Obesity impairs oocyte quality, fertility, pregnancy maintenance, and is associated with offspring birth defects. The model ovotoxicant, 7,12-dimethylbenz[a]anthracene (DMBA), causes ovarian DNA damage and follicle loss. Both DMBA-induced chemical biotransformation and the DNA damage response are partially attenuated in obese relative to lean female mice but whether weight loss could improve the DNA damage response to DMBA exposure has not been explored. Thus, at six weeks of age, C57BL/6 J female mice were divided in three groups: 1) Lean (L; n = 20) fed a chow diet for 12 weeks, 2) obese (O; n = 20) fed a high fat high sugar (HFHS) diet for 12 weeks and, 3) slim-down (S; n = 20). The S group was fed with HFHS diet for 7 weeks until attaining a higher body relative to L mice on week 7.5 and switched to a chow diet for 5 weeks to achieve weight loss. Mice then received either corn oil (CT) or DMBA (D; 1 mg/kg) for 7 d via intraperitoneal injection (n = 10/treatment).

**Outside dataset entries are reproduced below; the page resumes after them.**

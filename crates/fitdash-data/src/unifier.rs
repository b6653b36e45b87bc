//! Resolution unification: pivot normalized records into one canonical
//! table per resolution.

use std::collections::HashMap;

use chrono::{DateTime, Utc};
use fitdash_core::models::{CanonicalTable, MetricName, NormalizedRecord, Resolution, Row, UserId};
use serde::Serialize;
use tracing::{debug, warn};

/// Maximum number of colliding keys kept as samples.
pub const COLLISION_SAMPLE_LIMIT: usize = 32;

// ── Collisions ────────────────────────────────────────────────────────────────

/// A `(user, timestamp, metric)` entry that was supplied more than once.
#[derive(Debug, Clone, PartialEq, Eq, Serialize)]
pub struct CollisionKey {
    pub user_id: UserId,
    pub timestamp: DateTime<Utc>,
    pub metric: MetricName,
}

/// Overwrites observed while building one table. Not an error.
#[derive(Debug, Clone, Default, PartialEq, Serialize)]
pub struct CollisionDiagnostic {
    /// Total number of overwritten entries.
    pub count: usize,
    /// First [`COLLISION_SAMPLE_LIMIT`] colliding keys.
    pub samples: Vec<CollisionKey>,
}

impl CollisionDiagnostic {
    pub fn is_empty(&self) -> bool {
        self.count == 0
    }

    fn record(&mut self, key: CollisionKey) {
        self.count += 1;
        if self.samples.len() < COLLISION_SAMPLE_LIMIT {
            self.samples.push(key);
        }
    }
}

/// A built table and the collisions found while building it.
#[derive(Debug, Clone)]
pub struct Unified {
    pub table: CanonicalTable,
    pub collisions: CollisionDiagnostic,
}

// ── ResolutionUnifier ─────────────────────────────────────────────────────────

/// Builds the canonical table for one resolution.
#[derive(Debug, Clone)]
pub struct ResolutionUnifier {
    resolution: Resolution,
    declared: Vec<MetricName>,
}

impl ResolutionUnifier {
    pub fn new(resolution: Resolution) -> Self {
        Self {
            resolution,
            declared: Vec::new(),
        }
    }

    /// Columns that must exist even when no record carries them.
    pub fn with_columns(mut self, declared: Vec<MetricName>) -> Self {
        self.declared = declared;
        self
    }

    pub fn resolution(&self) -> Resolution {
        self.resolution
    }

    /// Pivot `records` into rows keyed by `(user_id, timestamp)`.
    ///
    /// Records at other resolutions are ignored. Rows appear in
    /// first-appearance order and a repeated `(user, timestamp, metric)`
    /// overwrites the earlier value.
    pub fn unify(&self, records: &[NormalizedRecord]) -> Unified {
        let relevant: Vec<&NormalizedRecord> = records
            .iter()
            .filter(|r| r.resolution == self.resolution)
            .collect();
        let skipped = records.len() - relevant.len();
        if skipped > 0 {
            debug!(
                "{} unifier: ignoring {} records at other resolutions",
                self.resolution, skipped
            );
        }

        // Settle the column set before any row is materialized.
        let mut columns = self.declared.clone();
        for record in &relevant {
            if !columns.contains(&record.metric) {
                columns.push(record.metric.clone());
            }
        }
        let column_index: HashMap<&MetricName, usize> =
            columns.iter().enumerate().map(|(i, m)| (m, i)).collect();

        let mut rows: Vec<Row> = Vec::new();
        let mut row_index: HashMap<(UserId, DateTime<Utc>), usize> = HashMap::new();
        let mut collisions = CollisionDiagnostic::default();

        for record in relevant {
            let key = (record.user_id, record.timestamp);
            let idx = *row_index.entry(key).or_insert_with(|| {
                rows.push(Row {
                    user_id: record.user_id,
                    timestamp: record.timestamp,
                    values: vec![None; columns.len()],
                });
                rows.len() - 1
            });

            // Every record metric was added to `columns` above.
            let Some(&col) = column_index.get(&record.metric) else {
                continue;
            };
            let cell = &mut rows[idx].values[col];
            if cell.is_some() {
                collisions.record(CollisionKey {
                    user_id: record.user_id,
                    timestamp: record.timestamp,
                    metric: record.metric.clone(),
                });
            }
            *cell = Some(record.value);
        }

        if !collisions.is_empty() {
            warn!(
                "{} table: {} overwritten entries (last write wins)",
                self.resolution, collisions.count
            );
        }
        debug!(
            "{} table: {} rows x {} columns",
            self.resolution,
            rows.len(),
            columns.len()
        );

        drop(column_index);
        Unified {
            table: CanonicalTable::from_parts(self.resolution, columns, rows),
            collisions,
        }
    }
}

/// Unify `records` at `resolution` using only the observed metric names.
pub fn unify(records: &[NormalizedRecord], resolution: Resolution) -> Unified {
    ResolutionUnifier::new(resolution).unify(records)
}

// ── Tests ─────────────────────────────────────────────────────────────────────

Obesity increased (P < 0.05) kidney and spleen weight, and DMBA decreased uterine weight (P < 0.05). Ovarian weight was reduced (P < 0.05) in S mice, but DMBA exposure increased ovary weight in the S mice. LC-MS/MS identified 18, 64, and 7 ovarian proteins as altered (P < 0.05) by DMBA in the L, S and O groups, respectively. In S and O mice, 24 and 8 proteins differed, respectively, from L mice. These findings support weight loss as a strategy to modulate the ovarian genotoxicant response.